PRAISE FOR JONATHAN FINK
“The threads Fink weaves between worlds past and present, real and fantasized, are as palpable as they are prescient.”—Shelf Awareness (starred review)
“Jonathan Fink pours his stories onto the page. Personal pieces, with himself as the subject, and pieces that tell the stories of others come together to form a collection of intelligent poems, both revealing of the individual self and the larger social picture in which we live.” —World Literature Today
"Fink’s collection has captured the human condition through myriad craft choices, historical and biblical allusions, and carefully articulated, distinctly human experiences. This book is an example of an understanding of people and history formed and crafted over the course of many dedicated years." —Mid-American Review
"Don’t Do it—We Love You, My Heart is a reminder of why we need poetry. It’s an art that reminds readers of interconnectedness. Our systems, our morals, our culture, and of course our humanity.

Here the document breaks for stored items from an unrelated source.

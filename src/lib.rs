//! Deferred permission checks.
//!
//! A policy that cannot decide without the resource answers with a
//! [`Criteria`] tree of [`Condition`]s: named, parameterized rule
//! invocations combined with AND/OR. The service that owns the resource
//! interprets that tree with its [`RuleRegistry`], either by evaluating it
//! against one resource ([`RuleRegistry::apply`]) or by lowering it into its
//! own query type ([`RuleRegistry::to_query`]).
//!
//! The `server` feature adds the HTTP resolution endpoint, settings and
//! telemetry; the `client` feature adds the caller side of the same protocol.

mod error;
mod evaluate;
pub mod parse;
mod types;

#[cfg(feature = "client")]
pub mod client;
#[cfg(feature = "server")]
pub mod endpoint;
#[cfg(feature = "server")]
pub mod server;
#[cfg(feature = "server")]
pub mod settings;
#[cfg(feature = "server")]
pub mod telemetry;

pub use error::Error;
pub use parse::ParseError;
pub use types::{
    ApplyConditionsRequest, ApplyConditionsResponse, AuthorizeQuery, Condition,
    ConditionFactory, ConditionalDecision, Criteria, ErasedRule, ErrorDetail, ErrorResponse,
    PermissionPolicy, PermissionRule, PolicyDecision, ResolveFiltersRequest, RuleDescription,
    RuleError, RuleRegistry, RuleRegistryBuilder, APPLY_CONDITIONS_PATH, RESOLVE_FILTERS_PATH,
};

#[cfg(feature = "client")]
pub use client::{ClientError, ResolutionClient};
#[cfg(feature = "server")]
pub use endpoint::{PermissionIntegration, ResolutionError, ResourceFetcher};
#[cfg(feature = "server")]
pub use settings::Settings;
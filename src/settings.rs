//! Layered service settings.
//!
//! Values are read in order, later sources overriding earlier ones:
//! built-in defaults, an optional TOML file, then `RULEWARD_` environment
//! variables where `__` separates nested keys (`RULEWARD_SERVER__PORT=8080`).

use std::path::Path;

use config::builder::DefaultState;
use config::{Config, ConfigBuilder, Environment, File, FileFormat};
use serde::Deserialize;

use crate::Error;

const ENV_PREFIX: &str = "RULEWARD";

#[derive(Debug, Clone, PartialEq, Eq, Deserialize)]
#[serde(default)]
pub struct ServerSettings {
    pub host: String,
    pub port: u16,
}

impl Default for ServerSettings {
    fn default() -> Self {
        Self {
            host: "0.0.0.0".to_owned(),
            port: 7007,
        }
    }
}

impl ServerSettings {
    #[must_use]
    pub fn addr(&self) -> String {
        format!("{}:{}", self.host, self.port)
    }
}

#[derive(Debug, Clone, PartialEq, Eq, Deserialize)]
#[serde(default)]
pub struct LogSettings {
    /// `EnvFilter` directive used when `RUST_LOG` is unset.
    pub level: String,
    /// Emit JSON lines instead of human-readable output.
    pub json: bool,
}

impl Default for LogSettings {
    fn default() -> Self {
        Self {
            level: "info".to_owned(),
            json: false,
        }
    }
}

/// Identity of the resource type this service owns.
#[derive(Debug, Clone, PartialEq, Eq, Deserialize)]
#[serde(default)]
pub struct IntegrationSettings {
    pub plugin_id: String,
    pub resource_type: String,
}

impl Default for IntegrationSettings {
    fn default() -> Self {
        Self {
            plugin_id: "catalog".to_owned(),
            resource_type: "catalog-entity".to_owned(),
        }
    }
}

#[derive(Debug, Clone, Default, PartialEq, Eq, Deserialize)]
#[serde(default)]
pub struct Settings {
    pub server: ServerSettings,
    pub log: LogSettings,
    pub integration: IntegrationSettings,
}

impl Settings {
    /// Load settings from defaults, `path` (if given) and the process environment.
    ///
    /// # Errors
    ///
    /// Returns [`Error::Config`] if the file is missing or unreadable, or a
    /// value has the wrong type.
    pub fn load(path: Option<&Path>) -> Result<Self, Error> {
        let mut builder = Config::builder();
        if let Some(path) = path {
            builder = builder.add_source(File::from(path).format(FileFormat::Toml));
        }
        Self::finish(builder, environment())
    }

    /// Load settings from TOML text and the process environment.
    ///
    /// # Errors
    ///
    /// Returns [`Error::Config`] on malformed TOML or mistyped values.
    pub fn from_toml_str(toml: &str) -> Result<Self, Error> {
        let builder = Config::builder().add_source(File::from_str(toml, FileFormat::Toml));
        Self::finish(builder, environment())
    }

    fn finish(builder: ConfigBuilder<DefaultState>, env: Environment) -> Result<Self, Error> {
        let settings = builder.add_source(env).build()?.try_deserialize()?;
        Ok(settings)
    }
}

fn environment() -> Environment {
    Environment::with_prefix(ENV_PREFIX)
        .prefix_separator("_")
        .separator("__")
        .try_parsing(true)
}
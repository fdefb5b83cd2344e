use tracing_subscriber::layer::SubscriberExt;
use tracing_subscriber::util::SubscriberInitExt;
use tracing_subscriber::{fmt, EnvFilter, Layer};

use crate::settings::LogSettings;

/// Install the global `tracing` subscriber.
///
/// `RUST_LOG` wins over `settings.level`; an unparsable level falls back to
/// `info`.
///
/// # Errors
///
/// Fails if a global subscriber is already installed.
pub fn init(settings: &LogSettings) -> anyhow::Result<()> {
    let fmt_layer = if settings.json {
        fmt::layer().json().with_target(true).boxed()
    } else {
        fmt::layer().with_target(true).boxed()
    };

    tracing_subscriber::registry()
        .with(env_filter(settings))
        .with(fmt_layer)
        .try_init()?;
    Ok(())
}

fn env_filter(settings: &LogSettings) -> EnvFilter {
    EnvFilter::try_from_default_env()
        .or_else(|_| EnvFilter::try_new(&settings.level))
        .unwrap_or_else(|_| EnvFilter::new("info"))
}
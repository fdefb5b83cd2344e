//! Decision-maker side of the resolution protocol.

use serde::de::DeserializeOwned;
use serde::Serialize;
use thiserror::Error;
use tracing::{debug, warn};

use crate::types::{
    ApplyConditionsRequest, ApplyConditionsResponse, ConditionalDecision, ErrorResponse,
    PolicyDecision, ResolveFiltersRequest, APPLY_CONDITIONS_PATH, RESOLVE_FILTERS_PATH,
};
use crate::Criteria;

#[derive(Debug, Error)]
pub enum ClientError {
    #[error("request to {url} failed: {source}")]
    Transport {
        url: String,
        #[source]
        source: reqwest::Error,
    },

    #[error("{url} answered {status}: {message}")]
    UnexpectedStatus {
        url: String,
        status: u16,
        /// Error code from the response envelope, when there was one.
        code: Option<String>,
        message: String,
    },

    #[error("invalid response body from {url}: {source}")]
    Decode {
        url: String,
        #[source]
        source: serde_json::Error,
    },
}

/// Sends conditional decisions to the integration that owns the resource.
#[derive(Debug, Clone)]
pub struct ResolutionClient {
    http: reqwest::Client,
    base_url: String,
}

impl ResolutionClient {
    /// `base_url` is the integration's root, e.g. `http://catalog:7007`.
    #[must_use]
    pub fn new(base_url: impl Into<String>) -> Self {
        Self::with_client(reqwest::Client::new(), base_url)
    }

    #[must_use]
    pub fn with_client(http: reqwest::Client, base_url: impl Into<String>) -> Self {
        let mut base_url = base_url.into();
        while base_url.ends_with('/') {
            base_url.pop();
        }
        Self { http, base_url }
    }

    #[must_use]
    pub fn base_url(&self) -> &str {
        &self.base_url
    }

    /// Ask whether the referenced resource satisfies `decision`.
    ///
    /// # Errors
    ///
    /// Any transport failure, non-2xx answer or undecodable body.
    pub async fn apply_conditions(
        &self,
        resource_ref: &str,
        decision: &ConditionalDecision,
    ) -> Result<bool, ClientError> {
        let request = ApplyConditionsRequest {
            resource_ref: resource_ref.to_owned(),
            resource_type: decision.resource_type.clone(),
            conditions: decision.conditions.clone(),
        };
        let response: ApplyConditionsResponse = self.post(APPLY_CONDITIONS_PATH, &request).await?;
        Ok(response.allowed)
    }

    /// Ask the owner to lower `decision` into its query type.
    ///
    /// # Errors
    ///
    /// Any transport failure, non-2xx answer or undecodable body.
    pub async fn resolve_filters<Q: DeserializeOwned>(
        &self,
        decision: &ConditionalDecision,
    ) -> Result<Criteria<Q>, ClientError> {
        let request = ResolveFiltersRequest {
            resource_ref: None,
            resource_type: decision.resource_type.clone(),
            filters: decision.conditions.clone(),
        };
        self.post(RESOLVE_FILTERS_PATH, &request).await
    }

    /// Settle `decision` for one resource, denying on any failure.
    pub async fn is_allowed(&self, resource_ref: &str, decision: &PolicyDecision) -> bool {
        match decision {
            PolicyDecision::Allow => true,
            PolicyDecision::Deny => false,
            PolicyDecision::Conditional(conditional) => {
                match self.apply_conditions(resource_ref, conditional).await {
                    Ok(allowed) => allowed,
                    Err(err) => {
                        warn!(
                            resource_ref,
                            plugin_id = %conditional.plugin_id,
                            error = %err,
                            "conditional decision failed, denying"
                        );
                        false
                    }
                }
            }
        }
    }

    async fn post<B, T>(&self, path: &str, body: &B) -> Result<T, ClientError>
    where
        B: Serialize + ?Sized,
        T: DeserializeOwned,
    {
        let url = format!("{}{}", self.base_url, path);
        let transport = |source| ClientError::Transport {
            url: url.clone(),
            source,
        };

        let response = self.http.post(&url).json(body).send().await.map_err(transport)?;
        let status = response.status();
        let bytes = response.bytes().await.map_err(transport)?;
        debug!(%url, status = status.as_u16(), "resolution response");

        if !status.is_success() {
            let (code, message) = match serde_json::from_slice::<ErrorResponse>(&bytes) {
                Ok(envelope) => (Some(envelope.error.code), envelope.error.message),
                Err(_) => (None, String::from_utf8_lossy(&bytes).into_owned()),
            };
            return Err(ClientError::UnexpectedStatus {
                url,
                status: status.as_u16(),
                code,
                message,
            });
        }

        serde_json::from_slice(&bytes).map_err(|source| ClientError::Decode { url, source })
    }
}

#[cfg(test)]
mod tests {
    use super::*;

    #[test]
    fn trailing_slashes_are_trimmed() {
        assert_eq!(ResolutionClient::new("http://catalog:7007//").base_url(), "http://catalog:7007");
    }

    #[tokio::test]
    async fn plain_decisions_skip_the_network() {
        let client = ResolutionClient::new("http://127.0.0.1:1");
        assert!(client.is_allowed("component:default/a", &PolicyDecision::Allow).await);
        assert!(!client.is_allowed("component:default/a", &PolicyDecision::Deny).await);
    }

    #[tokio::test]
    async fn unreachable_owner_denies() {
        let client = ResolutionClient::new("http://127.0.0.1:1");
        let decision = PolicyDecision::Conditional(ConditionalDecision {
            plugin_id: "catalog".into(),
            resource_type: "catalog-entity".into(),
            conditions: Criteria::All(vec![]),
        });
        assert!(!client.is_allowed("component:default/a", &decision).await);
    }
}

Through the careful attention of personal anecdotes and history, Fink recognizes the need for a deeper understanding of the individual, and how we are weaved and interlocked without knowing."—Tatiana Avdelas, Saw Palm
“Jonathan skillfully grapples with thematic material engaging larger social and political implications without sacrificing precision of language, clarity, and the quest for beauty that characterizes all of his work.”—Natasha Trethewey, United States Poet Laureate Consultant in Poetry 2012-2014
“Fink’s a better guide than Dante had through our hells and heavens.”—Mary Karr, author of The Liars’ Club and Lit
ABOUT THE AUTHOR
Jonathan Fink's Don’t Do It--We Love You, My Heart, his third full-length book of poetry, is his most intimate and expansive collection to date. His lyrical, personal, immersive, and historical writing has led him to projects around the globe, writing on topics as diverse as the siege of Leningrad, Gram Parsons’s life and death for Joshua Tree National Park, the unsolved Isabella Stewart Gardner Museum art heist, William Shatner in space, and a myriad of poems about family, parenting, love, and loss. He has received fellowships from the NEA and the state of Florida, among many others, and his writing has appeared in a wide range of publications from Poetry and The New York Times Magazine to The Journal of the American Medical Association and Slate. He currently lives in Pensacola with his wife and daughters and teaches at University of West Florida.